_Directions for this task_:
Output the records. Match them exactly.

_Supplied entries_:

//! One monitoring cycle: scan → diff → persist → report.
//!
//! The caller owns the current baseline and threads it through
//! [`Monitor::run_cycle`]; the monitor itself holds no mutable state.

use crate::diff::{diff, ChangeSet};
use crate::error::ConfigError;
use crate::hasher::ContentHasher;
use crate::ignore::IgnorePredicate;
use crate::moves::MovePolicy;
use crate::record::{FileRecord, Snapshot};
use crate::report::Report;
use crate::scanner::{ScanFailure, Scanner};
use crate::store::{snapshot_key, Baseline, SnapshotStore};
use std::path::{Path, PathBuf, MAIN_SEPARATOR};
use tracing::{error, info, warn};

/// Canonicalize and validate a monitored root.
pub fn resolve_root(path: &Path) -> Result<PathBuf, ConfigError> {
    let canonical = path
        .canonicalize()
        .map_err(|source| ConfigError::RootInaccessible {
            path: path.to_path_buf(),
            source,
        })?;
    if !canonical.is_dir() {
        return Err(ConfigError::NotADirectory(canonical));
    }
    Ok(canonical)
}

#[derive(Debug, Clone, PartialEq, Eq)]
pub enum Persistence {
    Saved,
    /// Nothing changed, nothing written.
    Unchanged,
    /// The store kept its previous contents.
    Failed(String),
}

impl Persistence {
    pub fn is_degraded(&self) -> bool {
        matches!(self, Self::Failed(_))
    }
}

#[derive(Debug, Clone)]
pub struct BaselineOutcome {
    pub snapshot: Snapshot,
    pub failures: Vec<ScanFailure>,
    pub persistence: Persistence,
}

#[derive(Debug, Clone)]
pub struct CycleOutcome {
    pub report: Report,
    pub changes: ChangeSet,
    /// Records in the fresh snapshot.
    pub scanned: usize,
    pub failures: Vec<ScanFailure>,
    pub persistence: Persistence,
}

pub struct MonitorOptions {
    pub root: PathBuf,
    pub store: SnapshotStore,
    pub ignore: Box<dyn IgnorePredicate>,
    pub hasher: Box<dyn ContentHasher>,
    pub scanner: Scanner,
    pub policy: MovePolicy,
}

pub struct Monitor {
    root: PathBuf,
    key: String,
    store: SnapshotStore,
    ignore: Box<dyn IgnorePredicate>,
    hasher: Box<dyn ContentHasher>,
    scanner: Scanner,
    policy: MovePolicy,
}

impl Monitor {
    pub fn new(options: MonitorOptions) -> Self {
        let key = snapshot_key(&options.root);
        Self {
            root: options.root,
            key,
            store: options.store,
            ignore: options.ignore,
            hasher: options.hasher,
            scanner: options.scanner,
            policy: options.policy,
        }
    }

    pub fn root(&self) -> &Path {
        &self.root
    }

    pub fn key(&self) -> &str {
        &self.key
    }

    pub fn hasher_name(&self) -> &str {
        self.hasher.name()
    }

    pub fn snapshot_path(&self) -> PathBuf {
        self.store.path_for(&self.key)
    }

    pub fn load_baseline(&self) -> Baseline {
        self.store.load_baseline(&self.key)
    }

    /// Scan the tree and store the result as the new baseline.
    pub fn baseline(&self) -> BaselineOutcome {
        let scan = self.scanner.scan(&self.root, self.ignore.as_ref(), self.hasher.as_ref());
        let persistence = self.persist(&scan.snapshot);
        info!(
            root = %self.root.display(),
            files = scan.snapshot.len(),
            "baseline created"
        );
        BaselineOutcome {
            snapshot: scan.snapshot,
            failures: scan.failures,
            persistence,
        }
    }

    /// Compare the tree against `current`. On a successful save `current`
    /// becomes the fresh snapshot; after a failed save it is left as is, so
    /// the same changes are reported again next cycle. Tracked files that
    /// fail to hash keep their old record instead of reading as deleted.
    pub fn run_cycle(&self, current: &mut Snapshot) -> CycleOutcome {
        let scan = self.scanner.scan(&self.root, self.ignore.as_ref(), self.hasher.as_ref());
        let scanned = scan.snapshot.len();
        let observed = carry_forward(current, scan.snapshot, &scan.failures);
        let changes = diff(current, &observed, &self.policy);
        let report = Report::build(&changes, &observed);

        let persistence = if changes.is_empty() {
            Persistence::Unchanged
        } else {
            let counts = changes.counts();
            info!(
                added = counts.added,
                deleted = counts.deleted,
                modified = counts.modified,
                moved = counts.moved,
                "changes detected"
            );
            let persistence = self.persist(&observed);
            if persistence == Persistence::Saved {
                *current = observed;
            } else {
                warn!("baseline not updated; these changes will be reported again next cycle");
            }
            persistence
        };

        CycleOutcome {
            report,
            changes,
            scanned,
            failures: scan.failures,
            persistence,
        }
    }

    fn persist(&self, snapshot: &Snapshot) -> Persistence {
        match self.store.save(&self.key, snapshot) {
            Ok(()) => Persistence::Saved,
            Err(e) => {
                error!(path = %self.snapshot_path().display(), error = %e, "cannot persist snapshot");
                Persistence::Failed(e.to_string())
            }
        }
    }
}

/// Tracked paths that could not be read this cycle keep their previous
/// record, so a read error is never reported as a deletion. A failed
/// directory covers every tracked path below it.
fn carry_forward(previous: &Snapshot, fresh: Snapshot, failures: &[ScanFailure]) -> Snapshot {
    if failures.is_empty() {
        return fresh;
    }
    let kept: Vec<(String, FileRecord)> = previous
        .iter()
        .filter(|(path, _)| !fresh.contains(path))
        .filter(|(path, _)| failures.iter().any(|f| covers(&f.path, path)))
        .map(|(path, record)| (path.to_string(), record.clone()))
        .collect();
    if kept.is_empty() {
        return fresh;
    }
    warn!(count = kept.len(), "unreadable files keep their previous record");
    fresh
        .iter()
        .map(|(path, record)| (path.to_string(), record.clone()))
        .chain(kept)
        .collect()
}

fn covers(failed: &str, path: &str) -> bool {
    path == failed
        || path
            .strip_prefix(failed)
            .is_some_and(|rest| rest.starts_with(MAIN_SEPARATOR))
}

_Response to the exercise_:
//! One monitoring cycle: scan → diff → persist → report.
//!
//! The caller owns the current baseline and threads it through
//! [`Monitor::run_cycle`]; the monitor itself holds no mutable state.

use crate::diff::{diff, ChangeSet};
use crate::error::ConfigError;
use crate::hasher::ContentHasher;
use crate::ignore::IgnorePredicate;
use crate::moves::MovePolicy;
use crate::record::{FileRecord, Snapshot};
use crate::report::Report;
use crate::scanner::{ScanFailure, Scanner};
use crate::store::{snapshot_key, Baseline, SnapshotStore};
use std::path::{Path, PathBuf, MAIN_SEPARATOR};
use tracing::{error, info, warn};

/// Canonicalize and validate a monitored root.
pub fn resolve_root(path: &Path) -> Result<PathBuf, ConfigError> {
    let canonical = path
        .canonicalize()
        .map_err(|source| ConfigError::RootInaccessible {
            path: path.to_path_buf(),
            source,
        })?;
    if !canonical.is_dir() {
        return Err(ConfigError::NotADirectory(canonical));
    }
    Ok(canonical)
}

#[derive(Debug, Clone, PartialEq, Eq)]
pub enum Persistence {
    Saved,
    /// Nothing changed, nothing written.
    Unchanged,
    /// The store kept its previous contents.
    Failed(String),
}

impl Persistence {
    pub fn is_degraded(&self) -> bool {
        matches!(self, Self::Failed(_))
    }
}

#[derive(Debug, Clone)]
pub struct BaselineOutcome {
    pub snapshot: Snapshot,
    pub failures: Vec<ScanFailure>,
    pub persistence: Persistence,
}

#[derive(Debug, Clone)]
pub struct CycleOutcome {
    pub report: Report,
    pub changes: ChangeSet,
    /// Records in the fresh snapshot.
    pub scanned: usize,
    pub failures: Vec<ScanFailure>,
    pub persistence: Persistence,
}

pub struct MonitorOptions {
    pub root: PathBuf,
    pub store: SnapshotStore,
    pub ignore: Box<dyn IgnorePredicate>,
    pub hasher: Box<dyn ContentHasher>,
    pub scanner: Scanner,
    pub policy: MovePolicy,
}

pub struct Monitor {
    root: PathBuf,
    key: String,
    store: SnapshotStore,
    ignore: Box<dyn IgnorePredicate>,
    hasher: Box<dyn ContentHasher>,
    scanner: Scanner,
    policy: MovePolicy,
}

impl Monitor {
    pub fn new(options: MonitorOptions) -> Self {
        let key = snapshot_key(&options.root);
        Self {
            root: options.root,
            key,
            store: options.store,
            ignore: options.ignore,
            hasher: options.hasher,
            scanner: options.scanner,
            policy: options.policy,
        }
    }

    pub fn root(&self) -> &Path {
        &self.root
    }

    pub fn key(&self) -> &str {
        &self.key
    }

    pub fn hasher_name(&self) -> &str {
        self.hasher.name()
    }

    pub fn snapshot_path(&self) -> PathBuf {
        self.store.path_for(&self.key)
    }

    pub fn load_baseline(&self) -> Baseline {
        self.store.load_baseline(&self.key)
    }

    /// Scan the tree and store the result as the new baseline.
    pub fn baseline(&self) -> BaselineOutcome {
        let scan = self.scanner.scan(&self.root, self.ignore.as_ref(), self.hasher.as_ref());
        let persistence = self.persist(&scan.snapshot);
        info!(
            root = %self.root.display(),
            files = scan.snapshot.len(),
            "baseline created"
        );
        BaselineOutcome {
            snapshot: scan.snapshot,
            failures: scan.failures,
            persistence,
        }
    }

    /// Compare the tree against `current`. On a successful save `current`
    /// becomes the fresh snapshot; after a failed save it is left as is, so
    /// the same changes are reported again next cycle. Tracked files that
    /// fail to hash keep their old record instead of reading as deleted.
    pub fn run_cycle(&self, current: &mut Snapshot) -> CycleOutcome {
        let scan = self.scanner.scan(&self.root, self.ignore.as_ref(), self.hasher.as_ref());
        let scanned = scan.snapshot.len();
        let observed = carry_forward(current, scan.snapshot, &scan.failures);
        let changes = diff(current, &observed, &self.policy);
        let report = Report::build(&changes, &observed);

        let persistence = if changes.is_empty() {
            Persistence::Unchanged
        } else {
            let counts = changes.counts();
            info!(
                added = counts.added,
                deleted = counts.deleted,
                modified = counts.modified,
                moved = counts.moved,
                "changes detected"
            );
            let persistence = self.persist(&observed);
            if persistence == Persistence::Saved {
                *current = observed;
            } else {
                warn!("baseline not updated; these changes will be reported again next cycle");
            }
            persistence
        };

        CycleOutcome {
            report,
            changes,
            scanned,
            failures: scan.failures,
            persistence,
        }
    }

    fn persist(&self, snapshot: &Snapshot) -> Persistence {
        match self.store.save(&self.key, snapshot) {
            Ok(()) => Persistence::Saved,
            Err(e) => {
                error!(path = %self.snapshot_path().display(), error = %e, "cannot persist snapshot");
                Persistence::Failed(e.to_string())
            }
        }
    }
}

/// Tracked paths that could not be read this cycle keep their previous
/// record, so a read error is never reported as a deletion. A failed
/// directory covers every tracked path below it.
fn carry_forward(previous: &Snapshot, fresh: Snapshot, failures: &[ScanFailure]) -> Snapshot {
    if failures.is_empty() {
        return fresh;
    }
    let kept: Vec<(String, FileRecord)> = previous
        .iter()
        .filter(|(path, _)| !fresh.contains(path))
        .filter(|(path, _)| failures.iter().any(|f| covers(&f.path, path)))
        .map(|(path, record)| (path.to_string(), record.clone()))
        .collect();
    if kept.is_empty() {
        return fresh;
    }
    warn!(count = kept.len(), "unreadable files keep their previous record");
    fresh
        .iter()
        .map(|(path, record)| (path.to_string(), record.clone()))
        .chain(kept)
        .collect()
}

fn covers(failed: &str, path: &str) -> bool {
    path == failed
        || path
            .strip_prefix(failed)
            .is_some_and(|rest| rest.starts_with(MAIN_SEPARATOR))
}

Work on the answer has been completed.